(WORK REQUIRED) Copy out the records that follow, leaving every character as it is.

(Stored items from a collection)

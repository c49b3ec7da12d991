use std::{
    fs::{self, File, OpenOptions},
    io::{self, Write},
    path::{Path, PathBuf},
};

use fs2::FileExt;
use tracing::debug;

use crate::host::ChainState;

#[derive(Debug, thiserror::Error)]
pub enum StoreError {
    #[error("state file {path}: {source}")]
    Io {
        path: PathBuf,
        #[source]
        source: io::Error,
    },
    #[error("state file {path} is not valid: {source}")]
    Corrupt {
        path: PathBuf,
        #[source]
        source: serde_json::Error,
    },
    /// Another process holds `<state>.lock`; its pid is written in that file.
    #[error("state file {path} is in use by another process (see {lock})")]
    Locked { path: PathBuf, lock: PathBuf },
}

/// Exclusive hold on a state file, released on drop.
///
/// Every load -> execute -> save sequence runs under one of these so two
/// processes never commit against the same snapshot.
#[derive(Debug)]
pub struct StateLock {
    file: File,
    path: PathBuf,
}

impl StateLock {
    pub fn path(&self) -> &Path {
        &self.path
    }
}

impl Drop for StateLock {
    fn drop(&mut self) {
        // the lock file itself stays; removing it would race with a waiter
        let _ = FileExt::unlock(&self.file);
    }
}

/// JSON file holding the whole [`ChainState`].
#[derive(Clone, Debug)]
pub struct StateStore {
    path: PathBuf,
}

impl StateStore {
    pub fn open(path: impl Into<PathBuf>) -> Self {
        Self { path: path.into() }
    }

    pub fn path(&self) -> &Path {
        &self.path
    }

    /// Takes the process-level lock on `<path>.lock` without blocking.
    pub fn lock(&self) -> Result<StateLock, StoreError> {
        self.ensure_parent()?;
        let lock_path = self.sibling(".lock");
        let mut file = OpenOptions::new()
            .create(true)
            .truncate(false)
            .read(true)
            .write(true)
            .open(&lock_path)
            .map_err(|e| self.io_err(e))?;
        if let Err(err) = file.try_lock_exclusive() {
            if err.kind() == fs2::lock_contended_error().kind() {
                return Err(StoreError::Locked {
                    path: self.path.clone(),
                    lock: lock_path,
                });
            }
            return Err(self.io_err(err));
        }
        file.set_len(0).map_err(|e| self.io_err(e))?;
        writeln!(file, "{}", std::process::id()).map_err(|e| self.io_err(e))?;
        debug!(lock = %lock_path.display(), "state lock acquired");
        Ok(StateLock {
            file,
            path: lock_path,
        })
    }

    /// Missing file means a fresh chain.
    pub fn load(&self) -> Result<ChainState, StoreError> {
        let bytes = match fs::read(&self.path) {
            Ok(bytes) => bytes,
            Err(err) if err.kind() == io::ErrorKind::NotFound => {
                debug!(path = %self.path.display(), "no state file, starting from genesis");
                return Ok(ChainState::default());
            }
            Err(source) => return Err(self.io_err(source)),
        };
        serde_json::from_slice(&bytes).map_err(|source| StoreError::Corrupt {
            path: self.path.clone(),
            source,
        })
    }

    /// Writes to `<path>.tmp` and renames it over the target.
    pub fn save(&self, state: &ChainState) -> Result<(), StoreError> {
        let json = serde_json::to_vec_pretty(state).map_err(|source| StoreError::Corrupt {
            path: self.path.clone(),
            source,
        })?;
        self.ensure_parent()?;
        let tmp = self.sibling(".tmp");
        let mut f = File::create(&tmp).map_err(|e| self.io_err(e))?;
        f.write_all(&json).map_err(|e| self.io_err(e))?;
        f.sync_all().map_err(|e| self.io_err(e))?;
        fs::rename(&tmp, &self.path).map_err(|e| self.io_err(e))?;
        debug!(path = %self.path.display(), height = state.height, "state saved");
        Ok(())
    }

    fn ensure_parent(&self) -> Result<(), StoreError> {
        match self.path.parent() {
            Some(parent) if !parent.as_os_str().is_empty() => {
                fs::create_dir_all(parent).map_err(|e| self.io_err(e))
            }
            _ => Ok(()),
        }
    }

    fn sibling(&self, suffix: &str) -> PathBuf {
        let mut name = self.path.as_os_str().to_owned();
        name.push(suffix);
        PathBuf::from(name)
    }

    fn io_err(&self, source: io::Error) -> StoreError {
        StoreError::Io {
            path: self.path.clone(),
            source,
        }
    }
}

(EXERCISE SOLUTION)
repository c49b3ec7da12d991
use std::{
    fs::{self, File, OpenOptions},
    io::{self, Write},
    path::{Path, PathBuf},
};

use fs2::FileExt;
use tracing::debug;

use crate::host::ChainState;

#[derive(Debug, thiserror::Error)]
pub enum StoreError {
    #[error("state file {path}: {source}")]
    Io {
        path: PathBuf,
        #[source]
        source: io::Error,
    },
    #[error("state file {path} is not valid: {source}")]
    Corrupt {
        path: PathBuf,
        #[source]
        source: serde_json::Error,
    },
    /// Another process holds `<state>.lock`; its pid is written in that file.
    #[error("state file {path} is in use by another process (see {lock})")]
    Locked { path: PathBuf, lock: PathBuf },
}

/// Exclusive hold on a state file, released on drop.
///
/// Every load -> execute -> save sequence runs under one of these so two
/// processes never commit against the same snapshot.
#[derive(Debug)]
pub struct StateLock {
    file: File,
    path: PathBuf,
}

impl StateLock {
    pub fn path(&self) -> &Path {
        &self.path
    }
}

impl Drop for StateLock {
    fn drop(&mut self) {
        // the lock file itself stays; removing it would race with a waiter
        let _ = FileExt::unlock(&self.file);
    }
}

/// JSON file holding the whole [`ChainState`].
#[derive(Clone, Debug)]
pub struct StateStore {
    path: PathBuf,
}

impl StateStore {
    pub fn open(path: impl Into<PathBuf>) -> Self {
        Self { path: path.into() }
    }

    pub fn path(&self) -> &Path {
        &self.path
    }

    /// Takes the process-level lock on `<path>.lock` without blocking.
    pub fn lock(&self) -> Result<StateLock, StoreError> {
        self.ensure_parent()?;
        let lock_path = self.sibling(".lock");
        let mut file = OpenOptions::new()
            .create(true)
            .truncate(false)
            .read(true)
            .write(true)
            .open(&lock_path)
            .map_err(|e| self.io_err(e))?;
        if let Err(err) = file.try_lock_exclusive() {
            if err.kind() == fs2::lock_contended_error().kind() {
                return Err(StoreError::Locked {
                    path: self.path.clone(),
                    lock: lock_path,
                });
            }
            return Err(self.io_err(err));
        }
        file.set_len(0).map_err(|e| self.io_err(e))?;
        writeln!(file, "{}", std::process::id()).map_err(|e| self.io_err(e))?;
        debug!(lock = %lock_path.display(), "state lock acquired");
        Ok(StateLock {
            file,
            path: lock_path,
        })
    }

    /// Missing file means a fresh chain.
    pub fn load(&self) -> Result<ChainState, StoreError> {
        let bytes = match fs::read(&self.path) {
            Ok(bytes) => bytes,
            Err(err) if err.kind() == io::ErrorKind::NotFound => {
                debug!(path = %self.path.display(), "no state file, starting from genesis");
                return Ok(ChainState::default());
            }
            Err(source) => return Err(self.io_err(source)),
        };
        serde_json::from_slice(&bytes).map_err(|source| StoreError::Corrupt {
            path: self.path.clone(),
            source,
        })
    }

    /// Writes to `<path>.tmp` and renames it over the target.
    pub fn save(&self, state: &ChainState) -> Result<(), StoreError> {
        let json = serde_json::to_vec_pretty(state).map_err(|source| StoreError::Corrupt {
            path: self.path.clone(),
            source,
        })?;
        self.ensure_parent()?;
        let tmp = self.sibling(".tmp");
        let mut f = File::create(&tmp).map_err(|e| self.io_err(e))?;
        f.write_all(&json).map_err(|e| self.io_err(e))?;
        f.sync_all().map_err(|e| self.io_err(e))?;
        fs::rename(&tmp, &self.path).map_err(|e| self.io_err(e))?;
        debug!(path = %self.path.display(), height = state.height, "state saved");
        Ok(())
    }

    fn ensure_parent(&self) -> Result<(), StoreError> {
        match self.path.parent() {
            Some(parent) if !parent.as_os_str().is_empty() => {
                fs::create_dir_all(parent).map_err(|e| self.io_err(e))
            }
            _ => Ok(()),
        }
    }

    fn sibling(&self, suffix: &str) -> PathBuf {
        let mut name = self.path.as_os_str().to_owned();
        name.push(suffix);
        PathBuf::from(name)
    }

    fn io_err(&self, source: io::Error) -> StoreError {
        StoreError::Io {
            path: self.path.clone(),
            source,
        }
    }
}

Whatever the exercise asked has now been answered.